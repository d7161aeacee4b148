//! Log Ring — a fixed-capacity ring of structured log entries, fed by every
//! `tracing` call site in the process via a custom `tracing_subscriber::Layer`,
//! so producers never make a separate logging call to populate it.

use std::collections::VecDeque;
use std::sync::Mutex;

use tracing::field::{Field, Visit};
use tracing::{Event, Level, Subscriber};
use tracing_subscriber::Layer;
use tracing_subscriber::layer::Context;

const DEFAULT_CAPACITY: usize = 300;

#[derive(Debug, Clone, Copy, PartialEq, Eq)]
pub enum LogLevel {
    Info,
    Success,
    Warning,
    Error,
    /// Used only by the HTTP request-log middleware.
    Request,
}

impl LogLevel {
    pub fn as_wire(&self) -> &'static str {
        match self {
            LogLevel::Info => "info",
            LogLevel::Success => "success",
            LogLevel::Warning => "warning",
            LogLevel::Error => "error",
            LogLevel::Request => "request",
        }
    }

    fn from_tracing(level: &Level) -> Self {
        match *level {
            Level::ERROR => LogLevel::Error,
            Level::WARN => LogLevel::Warning,
            _ => LogLevel::Info,
        }
    }
}

#[derive(Debug, Clone)]
pub struct LogEntry {
    pub timestamp: std::time::SystemTime,
    pub level: LogLevel,
    pub message: String,
}

/// A `Mutex<VecDeque<LogEntry>>` ring; producers append and the oldest entry
/// past capacity is discarded. Non-blocking: append never allocates beyond
/// the entry itself and never awaits.
pub struct LogRing {
    capacity: usize,
    entries: Mutex<VecDeque<LogEntry>>,
}

impl LogRing {
    pub fn new(capacity: usize) -> Self {
        LogRing {
            capacity,
            entries: Mutex::new(VecDeque::with_capacity(capacity)),
        }
    }

    pub fn push(&self, level: LogLevel, message: String) {
        let mut entries = self.entries.lock().unwrap();
        if entries.len() >= self.capacity {
            entries.pop_front();
        }
        entries.push_back(LogEntry {
            timestamp: std::time::SystemTime::now(),
            level,
            message,
        });
    }

    /// Explicit helper for the HTTP request-log middleware, which logs at a
    /// level distinct from ordinary `tracing` severities.
    pub fn push_request(&self, message: String) {
        self.push(LogLevel::Request, message);
    }

    pub fn snapshot(&self) -> Vec<LogEntry> {
        self.entries.lock().unwrap().iter().cloned().collect()
    }
}

impl Default for LogRing {
    fn default() -> Self {
        LogRing::new(DEFAULT_CAPACITY)
    }
}

/// Extracts the event's formatted message field (`message = ...`) the way
/// `tracing`'s own fmt subscriber does, ignoring other structured fields for
/// the ring's plain-text rendering.
#[derive(Default)]
struct MessageVisitor {
    message: String,
}

impl Visit for MessageVisitor {
    fn record_debug(&mut self, field: &Field, value: &dyn std::fmt::Debug) {
        if field.name() == "message" {
            self.message = format!("{value:?}");
        }
    }
}

/// A `tracing_subscriber::Layer` that mirrors every event into a shared
/// [`LogRing`], in addition to whatever other layers (e.g. an env-filtered
/// fmt layer) are installed.
pub struct LogRingLayer {
    ring: std::sync::Arc<LogRing>,
}

impl LogRingLayer {
    pub fn new(ring: std::sync::Arc<LogRing>) -> Self {
        LogRingLayer { ring }
    }
}

impl<S: Subscriber> Layer<S> for LogRingLayer {
    fn on_event(&self, event: &Event<'_>, _ctx: Context<'_, S>) {
        let mut visitor = MessageVisitor::default();
        event.record(&mut visitor);
        let level = LogLevel::from_tracing(event.metadata().level());
        self.ring.push(level, visitor.message);
    }
}
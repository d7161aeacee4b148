//! Bridge Coordinator — thin CLI front-end over the coordinator library:
//! `run` drives the foreground supervisor loop, `status` and `restart`
//! talk to an already-running instance over its own HTTP surface.

use std::sync::Arc;

use clap::{Parser, Subcommand};
use tracing_subscriber::layer::SubscriberExt;
use tracing_subscriber::util::SubscriberInitExt;

use bridge_core::audio::AudioAdapter;
use bridge_core::config::SettingsStore;
use bridge_core::hotkey::HotkeyListener;
use bridge_core::logring::{LogRing, LogRingLayer};
use bridge_core::supervisor::Supervisor;

#[derive(Parser)]
#[command(name = "bridge-coordinator", about = "Local control plane for remote mic-mute and volume control")]
struct Cli {
    #[command(subcommand)]
    command: Commands,
}

#[derive(Subcommand)]
enum Commands {
    /// Run the supervisor loop in the foreground.
    Run,
    /// Query a running instance's status over HTTP.
    Status,
    /// Ask a running instance to restart its HTTP component.
    Restart,
}

/// Install the global tracing subscriber, composing the usual formatted
/// output layer with `LogRingLayer` so `GET /logs` can surface recent
/// entries from the same stream.
fn init_logging(log_ring: Arc<LogRing>) {
    tracing_subscriber::registry()
        .with(tracing_subscriber::EnvFilter::from_default_env())
        .with(tracing_subscriber::fmt::layer())
        .with(LogRingLayer::new(log_ring))
        .init();
}

#[tokio::main]
async fn main() {
    let cli = Cli::parse();
    let log_ring = Arc::new(LogRing::default());
    init_logging(Arc::clone(&log_ring));

    match cli.command {
        Commands::Run => run(log_ring).await,
        Commands::Status => query("/status").await,
        Commands::Restart => post("/restart").await,
    }
}

async fn run(log_ring: Arc<LogRing>) {
    let settings = SettingsStore::load_from_disk();
    let port = settings.current().port;
    let hotkey_str = settings.current().hotkey.clone();

    let audio = match build_audio_adapter() {
        Ok(adapter) => adapter,
        Err(e) => {
            tracing::error!(error = %e, "failed to initialize audio device adapter, exiting");
            std::process::exit(1);
        }
    };

    let hotkey_listener = HotkeyListener::new(&hotkey_str);
    if !hotkey_listener.is_active() {
        tracing::warn!(hotkey = %hotkey_str, "hotkey registration failed, continuing without it");
    }
    let mut supervisor = Supervisor::new(settings, audio, log_ring);
    let hotkey_state = supervisor.app_state();
    let _hotkey_task = bridge_core::hotkey::spawn_listener(hotkey_state);

    #[cfg(not(windows))]
    {
        let _ = ctrlc::set_handler(|| {
            tracing::info!("received interrupt, shutting down");
            std::process::exit(0);
        });
    }

    tracing::info!(port, "starting bridge coordinator");
    supervisor.run().await;
    // hotkey_listener must outlive the supervisor loop so the registration
    // stays alive; dropping it here unregisters on exit.
    drop(hotkey_listener);
}

#[cfg(target_os = "linux")]
fn build_audio_adapter() -> Result<Arc<dyn AudioAdapter>, bridge_core::error::BridgeError> {
    let adapter = bridge_core::audio::PulseAdapter::new()?;
    Ok(Arc::new(adapter))
}

#[cfg(windows)]
fn build_audio_adapter() -> Result<Arc<dyn AudioAdapter>, bridge_core::error::BridgeError> {
    bridge_core::audio::com_init()?;
    let adapter = bridge_core::audio::WasapiAdapter::new()?;
    Ok(Arc::new(adapter))
}

#[cfg(not(any(target_os = "linux", windows)))]
fn build_audio_adapter() -> Result<Arc<dyn AudioAdapter>, bridge_core::error::BridgeError> {
    Err(bridge_core::error::BridgeError::Config(
        "no audio backend for this platform".into(),
    ))
}

fn base_url() -> String {
    let settings = SettingsStore::load_from_disk();
    format!("http://127.0.0.1:{}", settings.current().port)
}

async fn query(path: &str) {
    let url = format!("{}{path}", base_url());
    match reqwest::get(&url).await {
        Ok(response) => match response.text().await {
            Ok(body) => println!("{body}"),
            Err(e) => eprintln!("failed to read response: {e}"),
        },
        Err(e) => {
            eprintln!("request failed: {e} (is the coordinator running?)");
            std::process::exit(1);
        }
    }
}

async fn post(path: &str) {
    let url = format!("{}{path}", base_url());
    let client = reqwest::Client::new();
    match client.post(&url).send().await {
        Ok(response) => match response.text().await {
            Ok(body) => println!("{body}"),
            Err(e) => eprintln!("failed to read response: {e}"),
        },
        Err(e) => {
            eprintln!("request failed: {e} (is the coordinator running?)");
            std::process::exit(1);
        }
    }
}
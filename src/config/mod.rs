//! # Configuration
//!
//! Controller configuration loaded from the environment.

mod controller;

pub use controller::{ControllerConfig, GcpClientConfig};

※ ※ ※

ACTIVITY:
Show every line in the listing above that carries the word "MessageVisitor".

EXERCISE RESULT:
struct MessageVisitor {
impl Visit for MessageVisitor {
        let mut visitor = MessageVisitor::default();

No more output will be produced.